• [EXERCISE BRIEF]:
Would you please return the lines of the entries below starting at the line that has "the bound listeners" and ending at the line that has "pub fn bind_all(endpoints: &[Endpoint])", both included, exactly as they are?

• [THE INPUT]:
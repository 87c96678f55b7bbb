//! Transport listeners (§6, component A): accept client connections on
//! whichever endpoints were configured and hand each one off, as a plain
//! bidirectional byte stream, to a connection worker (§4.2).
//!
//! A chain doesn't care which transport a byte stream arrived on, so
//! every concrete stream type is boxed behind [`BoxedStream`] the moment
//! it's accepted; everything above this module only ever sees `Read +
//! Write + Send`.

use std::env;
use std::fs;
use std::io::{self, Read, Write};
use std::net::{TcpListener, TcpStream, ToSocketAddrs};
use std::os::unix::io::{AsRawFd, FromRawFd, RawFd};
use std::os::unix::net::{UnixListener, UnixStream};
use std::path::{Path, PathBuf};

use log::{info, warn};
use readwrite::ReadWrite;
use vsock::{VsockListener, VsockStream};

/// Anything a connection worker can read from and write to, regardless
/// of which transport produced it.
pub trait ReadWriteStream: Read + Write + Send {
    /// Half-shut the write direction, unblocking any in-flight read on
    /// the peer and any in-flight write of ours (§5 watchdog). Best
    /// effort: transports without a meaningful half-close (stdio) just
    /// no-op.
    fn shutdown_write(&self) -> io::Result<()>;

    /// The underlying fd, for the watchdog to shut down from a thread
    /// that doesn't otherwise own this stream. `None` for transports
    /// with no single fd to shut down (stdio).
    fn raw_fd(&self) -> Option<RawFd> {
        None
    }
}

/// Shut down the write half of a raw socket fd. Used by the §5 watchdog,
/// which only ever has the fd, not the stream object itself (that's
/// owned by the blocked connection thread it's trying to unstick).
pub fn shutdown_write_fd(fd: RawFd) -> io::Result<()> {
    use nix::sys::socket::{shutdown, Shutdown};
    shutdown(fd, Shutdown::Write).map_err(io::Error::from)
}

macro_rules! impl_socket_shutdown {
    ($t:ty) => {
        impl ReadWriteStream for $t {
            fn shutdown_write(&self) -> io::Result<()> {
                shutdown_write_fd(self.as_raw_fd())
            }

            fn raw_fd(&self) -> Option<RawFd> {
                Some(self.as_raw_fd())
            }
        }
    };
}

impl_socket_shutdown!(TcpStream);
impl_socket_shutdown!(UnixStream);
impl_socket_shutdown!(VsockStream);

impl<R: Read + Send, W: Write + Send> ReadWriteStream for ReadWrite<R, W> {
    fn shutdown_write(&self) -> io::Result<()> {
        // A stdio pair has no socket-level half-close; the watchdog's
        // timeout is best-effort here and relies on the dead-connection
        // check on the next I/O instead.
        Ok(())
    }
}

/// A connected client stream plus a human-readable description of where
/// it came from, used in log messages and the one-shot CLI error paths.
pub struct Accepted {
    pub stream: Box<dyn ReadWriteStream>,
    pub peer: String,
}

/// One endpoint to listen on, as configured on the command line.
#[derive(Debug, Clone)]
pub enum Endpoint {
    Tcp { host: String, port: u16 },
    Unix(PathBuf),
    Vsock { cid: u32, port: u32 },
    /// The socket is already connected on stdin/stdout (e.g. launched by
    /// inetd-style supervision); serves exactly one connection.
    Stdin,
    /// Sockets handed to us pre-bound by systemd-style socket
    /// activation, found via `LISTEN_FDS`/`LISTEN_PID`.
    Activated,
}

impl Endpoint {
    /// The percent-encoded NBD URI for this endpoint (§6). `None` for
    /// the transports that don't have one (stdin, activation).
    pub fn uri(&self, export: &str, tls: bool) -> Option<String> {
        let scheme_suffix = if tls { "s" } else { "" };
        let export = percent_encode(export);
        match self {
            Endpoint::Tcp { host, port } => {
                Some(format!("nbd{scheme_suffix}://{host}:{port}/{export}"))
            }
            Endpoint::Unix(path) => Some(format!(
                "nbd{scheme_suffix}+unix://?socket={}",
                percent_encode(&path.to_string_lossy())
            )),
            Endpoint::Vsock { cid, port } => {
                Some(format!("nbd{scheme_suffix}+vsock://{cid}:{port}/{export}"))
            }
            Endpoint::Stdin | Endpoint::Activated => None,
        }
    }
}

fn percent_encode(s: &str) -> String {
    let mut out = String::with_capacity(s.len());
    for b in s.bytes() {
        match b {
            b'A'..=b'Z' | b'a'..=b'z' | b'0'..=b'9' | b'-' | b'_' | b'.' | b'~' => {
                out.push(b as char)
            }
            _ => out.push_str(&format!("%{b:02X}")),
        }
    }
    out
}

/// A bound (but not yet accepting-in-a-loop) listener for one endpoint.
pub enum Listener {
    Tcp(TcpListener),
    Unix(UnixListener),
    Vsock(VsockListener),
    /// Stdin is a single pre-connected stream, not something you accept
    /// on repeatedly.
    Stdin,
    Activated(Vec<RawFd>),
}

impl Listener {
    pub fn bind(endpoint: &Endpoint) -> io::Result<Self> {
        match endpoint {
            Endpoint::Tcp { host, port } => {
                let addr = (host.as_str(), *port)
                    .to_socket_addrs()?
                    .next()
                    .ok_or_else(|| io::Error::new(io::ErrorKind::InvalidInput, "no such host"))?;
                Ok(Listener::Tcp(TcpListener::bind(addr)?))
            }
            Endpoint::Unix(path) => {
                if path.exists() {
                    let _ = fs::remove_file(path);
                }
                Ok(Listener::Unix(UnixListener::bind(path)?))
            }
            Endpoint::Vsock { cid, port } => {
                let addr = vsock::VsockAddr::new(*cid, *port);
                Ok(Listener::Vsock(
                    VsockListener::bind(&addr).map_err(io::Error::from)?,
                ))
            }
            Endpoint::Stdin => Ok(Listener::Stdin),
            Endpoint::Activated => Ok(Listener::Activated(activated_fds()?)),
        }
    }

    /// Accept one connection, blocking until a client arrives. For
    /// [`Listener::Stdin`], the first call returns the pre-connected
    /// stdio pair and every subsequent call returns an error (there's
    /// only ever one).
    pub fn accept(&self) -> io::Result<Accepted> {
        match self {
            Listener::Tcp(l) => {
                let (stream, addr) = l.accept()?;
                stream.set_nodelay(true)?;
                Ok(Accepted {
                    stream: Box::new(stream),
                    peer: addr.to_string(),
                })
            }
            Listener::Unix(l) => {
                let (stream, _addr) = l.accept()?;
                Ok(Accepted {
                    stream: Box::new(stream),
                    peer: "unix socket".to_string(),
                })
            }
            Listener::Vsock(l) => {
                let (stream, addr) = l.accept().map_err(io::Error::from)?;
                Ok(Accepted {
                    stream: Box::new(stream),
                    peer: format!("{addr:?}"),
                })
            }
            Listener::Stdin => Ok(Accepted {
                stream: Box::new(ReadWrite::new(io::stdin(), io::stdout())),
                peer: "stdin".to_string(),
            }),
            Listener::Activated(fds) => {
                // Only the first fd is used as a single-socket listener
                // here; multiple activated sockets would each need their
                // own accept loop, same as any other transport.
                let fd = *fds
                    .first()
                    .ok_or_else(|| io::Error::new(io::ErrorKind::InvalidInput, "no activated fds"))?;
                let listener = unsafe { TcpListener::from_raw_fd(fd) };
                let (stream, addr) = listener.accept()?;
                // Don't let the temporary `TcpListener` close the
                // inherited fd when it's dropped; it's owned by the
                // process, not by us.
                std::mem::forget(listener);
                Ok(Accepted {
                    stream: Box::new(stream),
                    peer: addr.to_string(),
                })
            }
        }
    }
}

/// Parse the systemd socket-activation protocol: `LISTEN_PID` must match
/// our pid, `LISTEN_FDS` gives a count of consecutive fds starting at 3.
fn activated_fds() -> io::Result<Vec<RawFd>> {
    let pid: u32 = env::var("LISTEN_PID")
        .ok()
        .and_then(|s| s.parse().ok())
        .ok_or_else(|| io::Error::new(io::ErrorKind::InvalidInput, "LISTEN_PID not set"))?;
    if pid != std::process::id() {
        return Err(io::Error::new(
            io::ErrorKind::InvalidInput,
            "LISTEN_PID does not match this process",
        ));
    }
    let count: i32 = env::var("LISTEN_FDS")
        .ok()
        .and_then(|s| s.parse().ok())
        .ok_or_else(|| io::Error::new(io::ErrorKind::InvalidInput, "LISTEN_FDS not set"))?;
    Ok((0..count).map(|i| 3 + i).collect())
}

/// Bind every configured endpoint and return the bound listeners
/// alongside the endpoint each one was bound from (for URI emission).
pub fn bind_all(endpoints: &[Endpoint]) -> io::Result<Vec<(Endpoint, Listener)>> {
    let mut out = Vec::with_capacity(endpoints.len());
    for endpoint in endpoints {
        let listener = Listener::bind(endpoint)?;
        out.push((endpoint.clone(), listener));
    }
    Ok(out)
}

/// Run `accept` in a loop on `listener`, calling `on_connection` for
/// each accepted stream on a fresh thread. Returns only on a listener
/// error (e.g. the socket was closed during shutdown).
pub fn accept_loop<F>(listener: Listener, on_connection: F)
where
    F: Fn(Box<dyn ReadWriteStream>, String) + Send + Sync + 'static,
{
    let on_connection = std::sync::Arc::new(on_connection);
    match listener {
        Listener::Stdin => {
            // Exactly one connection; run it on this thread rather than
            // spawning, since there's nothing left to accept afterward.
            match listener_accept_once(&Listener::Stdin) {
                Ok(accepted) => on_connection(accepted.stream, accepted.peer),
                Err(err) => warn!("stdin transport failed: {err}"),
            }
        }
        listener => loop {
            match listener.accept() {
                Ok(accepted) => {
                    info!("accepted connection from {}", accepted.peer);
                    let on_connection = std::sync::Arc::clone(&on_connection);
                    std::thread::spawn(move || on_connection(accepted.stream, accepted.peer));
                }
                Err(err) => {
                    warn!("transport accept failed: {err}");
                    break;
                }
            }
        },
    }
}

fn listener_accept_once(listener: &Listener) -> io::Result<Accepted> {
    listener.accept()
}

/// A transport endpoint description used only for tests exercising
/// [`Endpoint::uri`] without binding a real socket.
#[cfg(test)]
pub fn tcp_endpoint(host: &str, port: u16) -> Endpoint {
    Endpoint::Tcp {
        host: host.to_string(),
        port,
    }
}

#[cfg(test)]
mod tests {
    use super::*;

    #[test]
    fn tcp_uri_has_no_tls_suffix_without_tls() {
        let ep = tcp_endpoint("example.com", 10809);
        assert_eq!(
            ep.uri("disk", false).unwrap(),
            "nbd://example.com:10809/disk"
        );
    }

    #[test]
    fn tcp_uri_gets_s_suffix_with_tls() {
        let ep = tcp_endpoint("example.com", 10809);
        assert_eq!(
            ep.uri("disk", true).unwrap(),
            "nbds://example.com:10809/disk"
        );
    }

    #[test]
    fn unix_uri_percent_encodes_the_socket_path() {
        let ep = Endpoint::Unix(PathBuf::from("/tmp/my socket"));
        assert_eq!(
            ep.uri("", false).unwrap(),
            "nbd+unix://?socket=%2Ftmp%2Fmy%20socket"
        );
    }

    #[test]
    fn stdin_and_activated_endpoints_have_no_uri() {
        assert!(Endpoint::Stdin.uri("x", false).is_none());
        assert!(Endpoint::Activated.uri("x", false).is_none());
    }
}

---

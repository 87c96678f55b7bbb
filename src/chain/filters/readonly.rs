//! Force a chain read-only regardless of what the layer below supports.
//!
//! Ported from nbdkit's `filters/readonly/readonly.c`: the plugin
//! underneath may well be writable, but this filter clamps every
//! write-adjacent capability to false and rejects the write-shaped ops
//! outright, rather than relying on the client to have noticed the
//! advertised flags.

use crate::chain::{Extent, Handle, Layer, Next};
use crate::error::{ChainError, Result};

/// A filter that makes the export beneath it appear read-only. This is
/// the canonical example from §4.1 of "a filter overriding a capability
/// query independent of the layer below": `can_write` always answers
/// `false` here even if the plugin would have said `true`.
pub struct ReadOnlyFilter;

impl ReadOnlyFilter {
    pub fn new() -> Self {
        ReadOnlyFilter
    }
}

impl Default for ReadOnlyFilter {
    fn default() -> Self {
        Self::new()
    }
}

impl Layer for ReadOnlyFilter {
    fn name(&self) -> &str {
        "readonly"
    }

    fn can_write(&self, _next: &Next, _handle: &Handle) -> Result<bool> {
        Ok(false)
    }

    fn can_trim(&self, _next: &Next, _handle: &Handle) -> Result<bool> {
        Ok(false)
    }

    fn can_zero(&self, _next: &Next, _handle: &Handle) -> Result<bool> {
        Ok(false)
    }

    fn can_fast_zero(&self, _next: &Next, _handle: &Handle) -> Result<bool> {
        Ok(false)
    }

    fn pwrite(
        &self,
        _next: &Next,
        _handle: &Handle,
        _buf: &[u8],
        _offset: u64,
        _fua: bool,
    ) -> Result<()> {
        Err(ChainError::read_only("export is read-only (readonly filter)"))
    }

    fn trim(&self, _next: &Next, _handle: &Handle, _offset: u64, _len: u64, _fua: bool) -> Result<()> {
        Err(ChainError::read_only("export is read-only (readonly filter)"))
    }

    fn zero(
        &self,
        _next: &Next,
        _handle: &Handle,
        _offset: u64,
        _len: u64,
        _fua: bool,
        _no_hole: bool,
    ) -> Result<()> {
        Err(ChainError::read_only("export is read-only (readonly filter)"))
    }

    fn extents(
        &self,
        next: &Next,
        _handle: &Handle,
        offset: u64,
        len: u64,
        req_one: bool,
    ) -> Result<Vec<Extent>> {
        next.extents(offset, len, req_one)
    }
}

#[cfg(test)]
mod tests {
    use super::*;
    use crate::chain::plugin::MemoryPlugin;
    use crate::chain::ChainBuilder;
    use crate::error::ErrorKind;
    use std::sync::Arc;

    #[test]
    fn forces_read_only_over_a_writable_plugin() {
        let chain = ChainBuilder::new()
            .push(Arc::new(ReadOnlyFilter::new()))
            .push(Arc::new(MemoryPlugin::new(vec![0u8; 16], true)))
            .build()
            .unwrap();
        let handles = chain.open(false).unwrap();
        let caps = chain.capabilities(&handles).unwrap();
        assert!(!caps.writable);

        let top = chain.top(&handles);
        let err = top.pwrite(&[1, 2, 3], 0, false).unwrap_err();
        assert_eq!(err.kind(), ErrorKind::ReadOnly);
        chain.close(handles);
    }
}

• [EXPECTED OUTPUT]:
/// Bind every configured endpoint and return the bound listeners
/// alongside the endpoint each one was bound from (for URI emission).
pub fn bind_all(endpoints: &[Endpoint]) -> io::Result<Vec<(Endpoint, Listener)>> {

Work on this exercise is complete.